**Required work**
Where in the data below does the word "outstanding" appear? Copy each line that holds it.

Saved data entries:
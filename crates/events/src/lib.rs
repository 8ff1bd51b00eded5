//! Domain events and the in-process bus that fans them out.
//!
//! Quote submissions are the only facts published today; the notification
//! worker is the only consumer.

pub mod bus;
pub mod envelope;
pub mod event;
pub mod in_memory_bus;

pub use bus::{EventBus, Subscription};
pub use envelope::EventEnvelope;
pub use event::Event;
pub use in_memory_bus::{InMemoryBusError, InMemoryEventBus};
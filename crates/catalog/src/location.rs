use serde::{Deserialize, Serialize};

use roofline_core::Entity;

/// A branch shown in the locator.
#[derive(Debug, Clone, PartialEq, Serialize, Deserialize)]
pub struct Location {
    pub slug: String,
    pub city: String,
    /// Two-letter state code (e.g. "SP").
    pub state: String,
    pub address: String,
    pub phone: String,
    #[serde(default)]
    pub whatsapp: Option<String>,
    #[serde(default)]
    pub latitude: Option<f64>,
    #[serde(default)]
    pub longitude: Option<f64>,
    #[serde(default = "default_active")]
    pub active: bool,
}

fn default_active() -> bool {
    true
}

impl Location {
    /// Listing order: state, then city.
    pub fn sort_key(&self) -> (String, String) {
        (self.state.to_uppercase(), self.city.to_lowercase())
    }
}

impl Entity for Location {
    type Id = String;

    fn id(&self) -> &Self::Id {
        &self.slug
    }
}
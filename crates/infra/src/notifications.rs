//! Background delivery of new-quote notifications.
//!
//! The worker owns a bus subscription and runs on the blocking pool. Each
//! `QuoteSubmitted` is rendered and handed to the notifier on the runtime
//! that spawned the worker. Delivery is best-effort: failures are logged and
//! the next message is processed.
//!
//! The loop ends once every publisher handle to the bus has been dropped.

use std::sync::Arc;

use tokio::runtime::Handle;
use tokio::task::JoinHandle;
use tracing::{debug, info, warn};

use roofline_events::Subscription;
use roofline_notify::{LoggingNotifier, Notifier, QuoteNotification, WhatsAppNotifier};

use crate::config::NotificationsConfig;
use crate::submission::QuoteSubmittedEnvelope;

/// WhatsApp delivery when enabled, log lines otherwise.
pub fn build_notifier(cfg: &NotificationsConfig) -> Arc<dyn Notifier> {
    if cfg.enabled {
        info!(phone_number_id = %cfg.phone_number_id, "WhatsApp notifications enabled");
        Arc::new(WhatsAppNotifier::new(reqwest::Client::new(), cfg.whatsapp()))
    } else {
        info!("notifications disabled; new quotes are logged only");
        Arc::new(LoggingNotifier)
    }
}

/// Spawn the notification worker. Must be called from within a Tokio runtime.
pub fn spawn_notification_worker<N>(
    subscription: Subscription<QuoteSubmittedEnvelope>,
    notifier: Arc<N>,
) -> JoinHandle<()>
where
    N: Notifier + ?Sized + 'static,
{
    let handle = Handle::current();

    tokio::task::spawn_blocking(move || {
        info!("notification worker started");
        while let Ok(envelope) = subscription.recv() {
            deliver(&handle, notifier.as_ref(), &envelope);
        }
        info!("notification worker stopped: event bus closed");
    })
}

fn deliver<N>(handle: &Handle, notifier: &N, envelope: &QuoteSubmittedEnvelope)
where
    N: Notifier + ?Sized,
{
    let lead = &envelope.payload().lead;
    let notification = QuoteNotification::from_lead(lead);

    match handle.block_on(notifier.notify(&notification)) {
        Ok(()) => debug!(quote_id = %lead.id, event_id = %envelope.event_id(), "quote notification sent"),
        Err(e) => warn!(
            quote_id = %lead.id,
            event_id = %envelope.event_id(),
            error = %e,
            "quote notification failed"
        ),
    }
}
//! Process-wide logging setup shared by the binaries.

pub mod tracing;

pub use crate::tracing::{LogFormat, LogSettings};

/// Install the JSON subscriber with `RUST_LOG` filtering (default `info`).
///
/// Safe to call more than once; later calls are no-ops.
pub fn init() {
    crate::tracing::init(&LogSettings::default());
}
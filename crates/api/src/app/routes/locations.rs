use std::sync::Arc;

use axum::{
    Json,
    extract::{Extension, Path},
    http::StatusCode,
    response::IntoResponse,
};

use roofline_catalog::LocationRepository;

use crate::app::errors;
use crate::app::services::AppServices;

pub async fn list_locations(
    Extension(services): Extension<Arc<AppServices>>,
) -> axum::response::Response {
    match services.locations.list_active().await {
        Ok(locations) => Json(locations).into_response(),
        Err(e) => errors::repository_error_to_response(e),
    }
}

pub async fn get_location(
    Extension(services): Extension<Arc<AppServices>>,
    Path(slug): Path<String>,
) -> axum::response::Response {
    match services.locations.find_by_slug(&slug).await {
        Ok(Some(location)) => Json(location).into_response(),
        Ok(None) => errors::json_error(StatusCode::NOT_FOUND, "not_found", "location not found"),
        Err(e) => errors::repository_error_to_response(e),
    }
}
//! WhatsApp Cloud API client for new-quote messages.

use std::time::Duration;

use async_trait::async_trait;
use reqwest::Client;
use serde::{Deserialize, Serialize};
use serde_json::json;
use tracing::{debug, instrument};

use crate::error::NotifyError;
use crate::message::QuoteNotification;
use crate::notifier::Notifier;

#[derive(Debug, Clone, PartialEq, Eq, Serialize, Deserialize)]
pub struct WhatsAppConfig {
    /// e.g. `https://graph.facebook.com/v19.0`
    pub base_url: String,
    pub phone_number_id: String,
    pub access_token: String,
    /// Sales team number, digits with country code.
    pub recipient: String,
    pub timeout_seconds: u64,
}

/// Sends a text message per quote through the Cloud API `messages` endpoint.
#[derive(Debug, Clone)]
pub struct WhatsAppNotifier {
    client: Client,
    config: WhatsAppConfig,
}

impl WhatsAppNotifier {
    pub fn new(client: Client, config: WhatsAppConfig) -> Self {
        Self { client, config }
    }

    fn messages_url(&self) -> String {
        format!(
            "{}/{}/messages",
            self.config.base_url.trim_end_matches('/'),
            self.config.phone_number_id
        )
    }

    fn payload(&self, notification: &QuoteNotification) -> serde_json::Value {
        json!({
            "messaging_product": "whatsapp",
            "to": self.config.recipient,
            "type": "text",
            "text": {
                "preview_url": false,
                "body": notification.render(),
            },
        })
    }
}

#[async_trait]
impl Notifier for WhatsAppNotifier {
    #[instrument(skip_all, fields(city = %notification.city))]
    async fn notify(&self, notification: &QuoteNotification) -> Result<(), NotifyError> {
        let response = self
            .client
            .post(self.messages_url())
            .bearer_auth(&self.config.access_token)
            .timeout(Duration::from_secs(self.config.timeout_seconds))
            .json(&self.payload(notification))
            .send()
            .await?;

        let status = response.status();
        if !status.is_success() {
            let body = response
                .text()
                .await
                .unwrap_or_else(|_| "Unknown error".to_string());
            return Err(NotifyError::Rejected {
                status: status.as_u16(),
                body,
            });
        }

        debug!(status = status.as_u16(), "whatsapp message accepted");
        Ok(())
    }
}
//! Engine configuration.

use std::sync::Arc;

/// Default retry depth bound.
pub const DEFAULT_MAX_RETRY_DEPTH: u32 = 3;

/// How a real reply is compared against the recorded guess.
#[derive(Clone)]
pub enum Matcher<V> {
    /// Structural equality (`PartialEq`).
    Structural,
    /// A custom predicate, `predicate(guess, real)`.
    ///
    /// Lets applications treat semantically equivalent replies as a match
    /// (version counters, timestamps) without forcing that notion into the
    /// value type's `PartialEq`.
    Predicate(Arc<dyn Fn(&V, &V) -> bool + Send + Sync>),
}

impl<V: PartialEq> Matcher<V> {
    /// Returns true if `real` confirms `guess`.
    #[must_use]
    pub fn matches(&self, guess: &V, real: &V) -> bool {
        match self {
            Self::Structural => guess == real,
            Self::Predicate(p) => p(guess, real),
        }
    }
}

impl<V> Default for Matcher<V> {
    fn default() -> Self {
        Self::Structural
    }
}

impl<V> core::fmt::Debug for Matcher<V> {
    fn fmt(&self, f: &mut core::fmt::Formatter<'_>) -> core::fmt::Result {
        match self {
            Self::Structural => f.write_str("Matcher::Structural"),
            Self::Predicate(_) => f.write_str("Matcher::Predicate(..)"),
        }
    }
}

/// Configuration for a [`SpecFacade`](crate::facade::SpecFacade).
///
/// ```
/// use specular::config::EngineConfig;
///
/// let config: EngineConfig<u32> = EngineConfig::new()
///     .max_retry_depth(1)
///     .call_timeout_millis(250);
/// ```
#[derive(Debug, Clone)]
pub struct EngineConfig<V> {
    /// Re-executions admitted per logical call before `RetryExhausted`.
    pub max_retry_depth: u32,
    /// Nanoseconds a call may stay unreplied before it is treated as a
    /// transport timeout. `None` disables expiry.
    pub call_timeout: Option<u64>,
    /// Guess/reply comparison.
    pub matcher: Matcher<V>,
}

impl<V> EngineConfig<V> {
    /// Creates a configuration with defaults.
    #[must_use]
    pub fn new() -> Self {
        Self {
            max_retry_depth: DEFAULT_MAX_RETRY_DEPTH,
            call_timeout: None,
            matcher: Matcher::Structural,
        }
    }

    /// Sets the retry depth bound.
    #[must_use]
    pub fn max_retry_depth(mut self, depth: u32) -> Self {
        self.max_retry_depth = depth;
        self
    }

    /// Sets the per-call timeout in nanoseconds.
    #[must_use]
    pub fn call_timeout_nanos(mut self, nanos: u64) -> Self {
        self.call_timeout = Some(nanos);
        self
    }

    /// Sets the per-call timeout in milliseconds.
    #[must_use]
    pub fn call_timeout_millis(mut self, millis: u64) -> Self {
        self.call_timeout = Some(millis.saturating_mul(1_000_000));
        self
    }

    /// Sets the guess/reply matcher.
    #[must_use]
    pub fn matcher(mut self, matcher: Matcher<V>) -> Self {
        self.matcher = matcher;
        self
    }
}

impl<V> Default for EngineConfig<V> {
    fn default() -> Self {
        Self::new()
    }
}
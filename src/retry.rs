//! Retry coordination for aborted speculation chains.
//!
//! When a guess is discredited the aborted chain is re-executed with the
//! authoritative value. The coordinator is the gatekeeper for those
//! re-executions: it bounds retry depth (a replacement run can itself fail
//! speculatively) and guarantees at most one outstanding retry per logical
//! call, so a burst of reply deliveries cannot fan one abort out into several
//! replacement runs.
//!
//! The coordinator holds no call state. The ledger owns the records; this
//! type answers "may this re-execution proceed" and keeps admission counters.

use crate::types::CallId;
use parking_lot::Mutex;
use std::collections::HashSet;
use std::sync::atomic::{AtomicU64, Ordering};

/// The coordinator's answer to a re-execution request.
#[derive(Debug, Clone, Copy, PartialEq, Eq)]
pub enum RetryVerdict {
    /// Re-execution may proceed as the given attempt.
    Admit,
    /// The retry bound is exceeded; the call chain fails with
    /// `RetryExhausted`.
    Exhausted,
}

/// Admits or refuses re-execution of aborted chains.
#[derive(Debug)]
pub struct RetryCoordinator {
    max_depth: u32,
    /// Logical calls (identified by their original ID) with a retry in
    /// flight.
    outstanding: Mutex<HashSet<CallId>>,
    admitted: AtomicU64,
    refused: AtomicU64,
}

impl RetryCoordinator {
    /// Creates a coordinator with the given retry depth bound.
    ///
    /// `max_depth` counts replacement runs: attempt 0 is the original
    /// speculative run, attempts 1..=max_depth are admitted retries.
    #[must_use]
    pub fn new(max_depth: u32) -> Self {
        Self {
            max_depth,
            outstanding: Mutex::new(HashSet::new()),
            admitted: AtomicU64::new(0),
            refused: AtomicU64::new(0),
        }
    }

    /// Returns the configured depth bound.
    #[must_use]
    pub const fn max_depth(&self) -> u32 {
        self.max_depth
    }

    /// Decides whether a re-execution at `attempt` may proceed.
    pub fn admit(&self, attempt: u32) -> RetryVerdict {
        if attempt > self.max_depth {
            self.refused.fetch_add(1, Ordering::Relaxed);
            RetryVerdict::Exhausted
        } else {
            self.admitted.fetch_add(1, Ordering::Relaxed);
            RetryVerdict::Admit
        }
    }

    /// Claims the single retry slot for a logical call.
    ///
    /// Returns false if a retry for `original` is already in flight; the
    /// caller must then drop its re-execution request on the floor.
    pub fn begin(&self, original: CallId) -> bool {
        self.outstanding.lock().insert(original)
    }

    /// Releases the retry slot for a logical call.
    pub fn finish(&self, original: CallId) {
        self.outstanding.lock().remove(&original);
    }

    /// Total admitted re-executions.
    #[must_use]
    pub fn admitted_count(&self) -> u64 {
        self.admitted.load(Ordering::Relaxed)
    }

    /// Total refused re-executions.
    #[must_use]
    pub fn refused_count(&self) -> u64 {
        self.refused.load(Ordering::Relaxed)
    }
}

**Answer box**
//! speculatively) and guarantees at most one outstanding retry per logical
    outstanding: Mutex<HashSet<CallId>>,
            outstanding: Mutex::new(HashSet::new()),
        self.outstanding.lock().insert(original)
        self.outstanding.lock().remove(&original);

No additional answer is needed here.